Daniel M. Hausman is the Herbert A. Simon Professor of Philosophy at the University of Wisconsin–Madison. He was educated at Harvard University and New York University, and received his PhD from Columbia University in 1978. His research has centered on epistemological, metaphysical, and ethical issues lying at the boundaries between economics and philosophy. He is the co-founder and former co-editor of the journal Economics and Philosophy. His most important books are The Inexact and Separate Science of Economics (1992) and Economic Analysis, Moral Philosophy, and Public Policy (2006, with Michael McPherson). He is currently writing a book on preferences.
 For example, when faced with Allais' problem, in which many people—including even Leonard Savage—are tempted to violate the independence axiom, calculation can save one from making mistakes.
 "The norm . . . is consequentialist if it is defined at all decision nodes . . . and specifies consequentially equivalent behaviour in any pair of consequentially equivalent decision trees. Thus does behaviour become explicable merely by its consequences" (1988a, 508).
 In this regard the standard theory differs from Kelvin Lancaster's "characteristics" approach (1966) and Gary Becker's "household production function" (1973), both of which derive preferences over commodity bundles from preferences over aspects or consequences of commodities.

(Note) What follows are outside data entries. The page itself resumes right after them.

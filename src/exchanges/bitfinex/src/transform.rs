use serde_json::Value;
use xf_connection::{classify_book, Update};
use xf_types::fields::Fields;
use xf_types::{
    BookLevel, Candle, ChannelDescriptor, ChannelKind, Order, Payload, Result, Ticker, Trade,
    HIDDEN, OCO, POST_ONLY, REDUCE_ONLY,
};

// [BID, BID_SIZE, ASK, ASK_SIZE, DAILY_CHANGE, DAILY_CHANGE_RELATIVE, LAST_PRICE, VOLUME, HIGH, LOW]
pub(crate) fn ticker(value: &Value) -> Result<Ticker> {
    let f = Fields::new(value)?;
    Ok(Ticker {
        bid: f.decimal(0)?,
        ask: f.decimal(2)?,
        daily_change: f.decimal(4)?,
        daily_change_perc: f.decimal(5)?,
        last_price: f.decimal(6)?,
        volume: f.decimal(7)?,
        high: f.decimal(8)?,
        low: f.decimal(9)?,
    })
}

// [ID, MTS, AMOUNT, PRICE]
pub(crate) fn trade(value: &Value) -> Result<Trade> {
    let f = Fields::new(value)?;
    Ok(Trade {
        id: f.opt_u64(0)?,
        mts: f.decimal(1)?,
        amount: f.decimal(2)?,
        price: f.decimal(3)?,
    })
}

// [MTS, OPEN, CLOSE, HIGH, LOW, VOLUME]
pub(crate) fn candle(value: &Value) -> Result<Candle> {
    let f = Fields::new(value)?;
    Ok(Candle {
        mts: f.u64(0)?,
        open: f.decimal(1)?,
        close: f.decimal(2)?,
        high: f.decimal(3)?,
        low: f.decimal(4)?,
        volume: f.decimal(5)?,
    })
}

// [PRICE, COUNT, AMOUNT]
pub(crate) fn book_level(value: &Value) -> Result<BookLevel> {
    let f = Fields::new(value)?;
    let count = u32::try_from(f.u64(1)?).unwrap_or(u32::MAX);
    Ok(BookLevel::new(f.decimal(0)?, count, f.decimal(2)?))
}

const ORDER_ID: usize = 0;
const ORDER_GID: usize = 1;
const ORDER_CID: usize = 2;
const ORDER_SYMBOL: usize = 3;
const ORDER_MTS_CREATE: usize = 4;
const ORDER_MTS_UPDATE: usize = 5;
const ORDER_AMOUNT: usize = 6;
const ORDER_AMOUNT_ORIG: usize = 7;
const ORDER_TYPE: usize = 8;
const ORDER_FLAGS: usize = 12;
const ORDER_STATUS: usize = 13;
const ORDER_PRICE: usize = 16;
const ORDER_PRICE_AVG: usize = 17;
const ORDER_PRICE_TRAILING: usize = 18;
const ORDER_PRICE_AUX_LIMIT: usize = 19;
const ORDER_META: usize = 31;

pub(crate) fn order(value: &Value) -> Result<Order> {
    let f = Fields::new(value)?;
    let flags = f.opt_u64(ORDER_FLAGS)?.unwrap_or_default();
    let meta = f.get(ORDER_META);

    Ok(Order {
        id: f.u64(ORDER_ID)?,
        gid: f.opt_u64(ORDER_GID)?,
        cid: f.opt_u64(ORDER_CID)?.unwrap_or_default(),
        symbol: f.str(ORDER_SYMBOL)?.to_string(),
        mts_create: f.opt_u64(ORDER_MTS_CREATE)?.unwrap_or_default(),
        mts_update: f.opt_u64(ORDER_MTS_UPDATE)?.unwrap_or_default(),
        amount: f.decimal(ORDER_AMOUNT)?,
        amount_orig: f.decimal(ORDER_AMOUNT_ORIG)?,
        order_type: f.str(ORDER_TYPE)?.to_string(),
        flags,
        hidden: flags & HIDDEN != 0,
        post_only: flags & POST_ONLY != 0,
        oco: flags & OCO != 0,
        reduce_only: flags & REDUCE_ONLY != 0,
        visible_on_hit: meta
            .and_then(|m| m.get("make_visible"))
            .and_then(Value::as_u64)
            .is_some_and(|v| v == 1),
        price: f.opt_decimal(ORDER_PRICE)?.unwrap_or_default(),
        price_avg: f.opt_decimal(ORDER_PRICE_AVG)?,
        price_trailing: f.opt_decimal(ORDER_PRICE_TRAILING)?,
        price_aux_limit: f.opt_decimal(ORDER_PRICE_AUX_LIMIT)?,
        status: f.opt_str(ORDER_STATUS).unwrap_or_default().to_string(),
        lev: meta
            .and_then(|m| m.get("lev"))
            .and_then(Value::as_u64)
            .and_then(|lev| u32::try_from(lev).ok()),
    })
}

/// An array of arrays (or an empty array) holds many rows, anything else is one.
pub(crate) fn rows<T>(value: &Value, row: impl Fn(&Value) -> Result<T>) -> Result<Vec<T>> {
    match value.as_array() {
        Some(entries) if entries.is_empty() || entries[0].is_array() => {
            entries.iter().map(row).collect()
        }
        _ => row(value).map(|r| vec![r]),
    }
}

/// Channel data arrives either as the payload alone or as `[event, payload]` where
/// the event is a short string such as `te`, `tu` or `cs`.
fn event(value: &Value) -> Option<(&str, Option<&Value>)> {
    let entries = value.as_array()?;
    let name = entries.first()?.as_str()?;
    Some((name, entries.get(1)))
}

pub(crate) fn transform(descriptor: &ChannelDescriptor, data: Value) -> Result<Update> {
    let payload = match descriptor.kind() {
        ChannelKind::Ticker => Payload::Ticker(ticker(&data)?),
        ChannelKind::Trades => match event(&data) {
            // "tu" repeats an executed trade with its final id
            Some(("te", Some(trade_data))) => Payload::Trades(vec![trade(trade_data)?]),
            Some(_) => return Ok(Update::Ignore),
            None => Payload::Trades(rows(&data, trade)?),
        },
        ChannelKind::Candles => Payload::Candles(rows(&data, candle)?),
        ChannelKind::Book => {
            if event(&data).is_some() {
                return Ok(Update::Ignore);
            }
            return classify_book(&data, book_level).map(Update::Book);
        }
    };
    Ok(Update::Payload(payload))
}

#[cfg(test)]
mod tests {
    use super::*;
    use rust_decimal::Decimal;
    use serde_json::json;
    use std::str::FromStr;
    use test_case::test_case;
    use xf_connection::testing::market;
    use xf_connection::BookUpdate;
    use xf_types::{Error, Exchange};

    fn d(s: &str) -> Decimal {
        Decimal::from_str(s).unwrap()
    }

    fn descriptor(kind: ChannelKind) -> ChannelDescriptor {
        ChannelDescriptor::new(kind, market(Exchange::Bitfinex, "tBTCUSD"), Some("1m".into()))
    }

    fn payload(kind: ChannelKind, data: Value) -> Payload {
        match transform(&descriptor(kind), data).unwrap() {
            Update::Payload(payload) => payload,
            other => panic!("unexpected {other:?}"),
        }
    }

    #[test]
    fn ticker_fields() {
        let data = json!([7616.5, 31.9, 7617.5, 43.1, -15.1, -0.0028, 7617.1, 5461.2, 7757.9, 7550]);
        let Payload::Ticker(t) = payload(ChannelKind::Ticker, data) else {
            panic!()
        };
        assert_eq!(t.bid, d("7616.5"));
        assert_eq!(t.ask, d("7617.5"));
        assert_eq!(t.daily_change_perc, d("-0.0028"));
        assert_eq!(t.last_price, d("7617.1"));
        assert_eq!(t.low, d("7550"));
    }

    #[test]
    fn trade_snapshot_and_execution() {
        let snapshot = json!([[401, 1574694478808u64, 0.005, 7245.3], [400, 1574694475039u64, -0.1, 7245.2]]);
        let Payload::Trades(trades) = payload(ChannelKind::Trades, snapshot) else {
            panic!()
        };
        assert_eq!(trades.len(), 2);
        assert_eq!(trades[1].amount, d("-0.1"));

        let executed = json!(["te", [402, 1574694479000u64, 0.2, 7246]]);
        let Payload::Trades(trades) = payload(ChannelKind::Trades, executed) else {
            panic!()
        };
        assert_eq!(trades[0].id, Some(402));
        assert_eq!(trades[0].mts, Decimal::from(1574694479000u64));
    }

    #[test]
    fn trade_update_is_dropped() {
        let update = json!(["tu", [402, 1574694479000u64, 0.2, 7246]]);
        assert!(matches!(
            transform(&descriptor(ChannelKind::Trades), update).unwrap(),
            Update::Ignore
        ));
    }

    #[test]
    fn candle_column_order() {
        let Payload::Candles(candles) =
            payload(ChannelKind::Candles, json!([1574698260000u64, 7379.8, 7380.1, 7381, 7379.7, 0.67]))
        else {
            panic!()
        };
        assert_eq!(candles.len(), 1);
        assert_eq!(candles[0].open, d("7379.8"));
        assert_eq!(candles[0].close, d("7380.1"));
        assert_eq!(candles[0].high, d("7381"));
        assert_eq!(candles[0].low, d("7379.7"));
    }

    #[test_case(json!([]), BookUpdate::Snapshot(vec![]) ; "empty snapshot")]
    #[test_case(json!([4000, 1, -1]), BookUpdate::Diff(BookLevel::new(Decimal::from(4000), 1, Decimal::from(-1))) ; "diff")]
    fn book_updates(data: Value, expected: BookUpdate) {
        match transform(&descriptor(ChannelKind::Book), data).unwrap() {
            Update::Book(update) => assert_eq!(update, expected),
            other => panic!("unexpected {other:?}"),
        }
    }

    #[test]
    fn checksum_is_ignored() {
        assert!(matches!(
            transform(&descriptor(ChannelKind::Book), json!(["cs", -1234])).unwrap(),
            Update::Ignore
        ));
    }

    #[test]
    fn malformed_ticker() {
        assert!(matches!(
            transform(&descriptor(ChannelKind::Ticker), json!([1, 2])),
            Err(Error::MalformedMessage(_))
        ));
    }

    #[test]
    fn order_flags_and_meta() {
        let mut row = vec![Value::Null; 32];
        row[0] = json!(1185815098);
        row[2] = json!(1574703063722u64);
        row[3] = json!("tBTCUSD");
        row[4] = json!(1574703063723u64);
        row[5] = json!(1574703063724u64);
        row[6] = json!(-0.5);
        row[7] = json!(-1);
        row[8] = json!("EXCHANGE LIMIT");
        row[12] = json!(HIDDEN | POST_ONLY);
        row[13] = json!("PARTIALLY FILLED @ 7400.0(-0.5)");
        row[16] = json!(7400);
        row[17] = json!(7400);
        row[31] = json!({"lev": 10, "make_visible": 1});

        let order = order(&Value::Array(row)).unwrap();

        assert_eq!(order.id, 1185815098);
        assert_eq!(order.gid, None);
        assert_eq!(order.amount, d("-0.5"));
        assert_eq!(order.amount_orig, Decimal::from(-1));
        assert!(order.hidden);
        assert!(order.post_only);
        assert!(!order.oco);
        assert!(!order.reduce_only);
        assert!(order.visible_on_hit);
        assert_eq!(order.lev, Some(10));
        assert_eq!(order.price_trailing, None);
    }
}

 Other things besides judgments concerning the severity or badness of health states influence preferences. For example, a qualitative study of hypothetical choices like the one described above found that some people said they would choose not to have the surgery, even though they believed that their health prospects would be better, because their responsibilities to helpless dependents ruled out taking such risks (Baker and Robinson 2004).
 One might reasonably point out that there is a difference between saying that it is irrational for a particular person in a particular context to have the desire and saying that desire itself is irrational, either because its content is irrational or because, regardless of the context, having such a desire is always irrational. But the same distinctions hold among beliefs. Someone who has overindulged may believe irrationally that there is a pink elephant in the room, even though there is nothing irrational about this proposition itself or about believing this proposition in some contexts. It is always irrational to believe in an inconsistent proposition, just as it is irrational to desire that an inconsistent proposition be true.
 This denial that actions, as ordinarily understood, are objects of preference applies even to versions of decision theory such as Leonard Savage's, which sound as if they take actions to be the primary objects of preference. Savage calls the primary objects of preference "acts," and he defines them as functions "attaching a consequence to each state of the world" (1972, 14). So Savage would identify an individual P's preference for an action such as taking Vioxx with a function attaching consequences such as joint pains, stomach upsets, activity levels, heart attacks, and so forth to states of the world over which P has a subjective probability distribution. Though "Savage acts" are not the same thing as prospects, these characterizations of the object of preferences are interdefinable, and I shall frame my discussion in terms of Harsanyi's "prospects" rather than Savage's "acts."
 As Richard Jeffrey points out, in Savage's framework "to know what act you are performing you must know exactly how it would turn out in each possible state of nature" (1983, 22).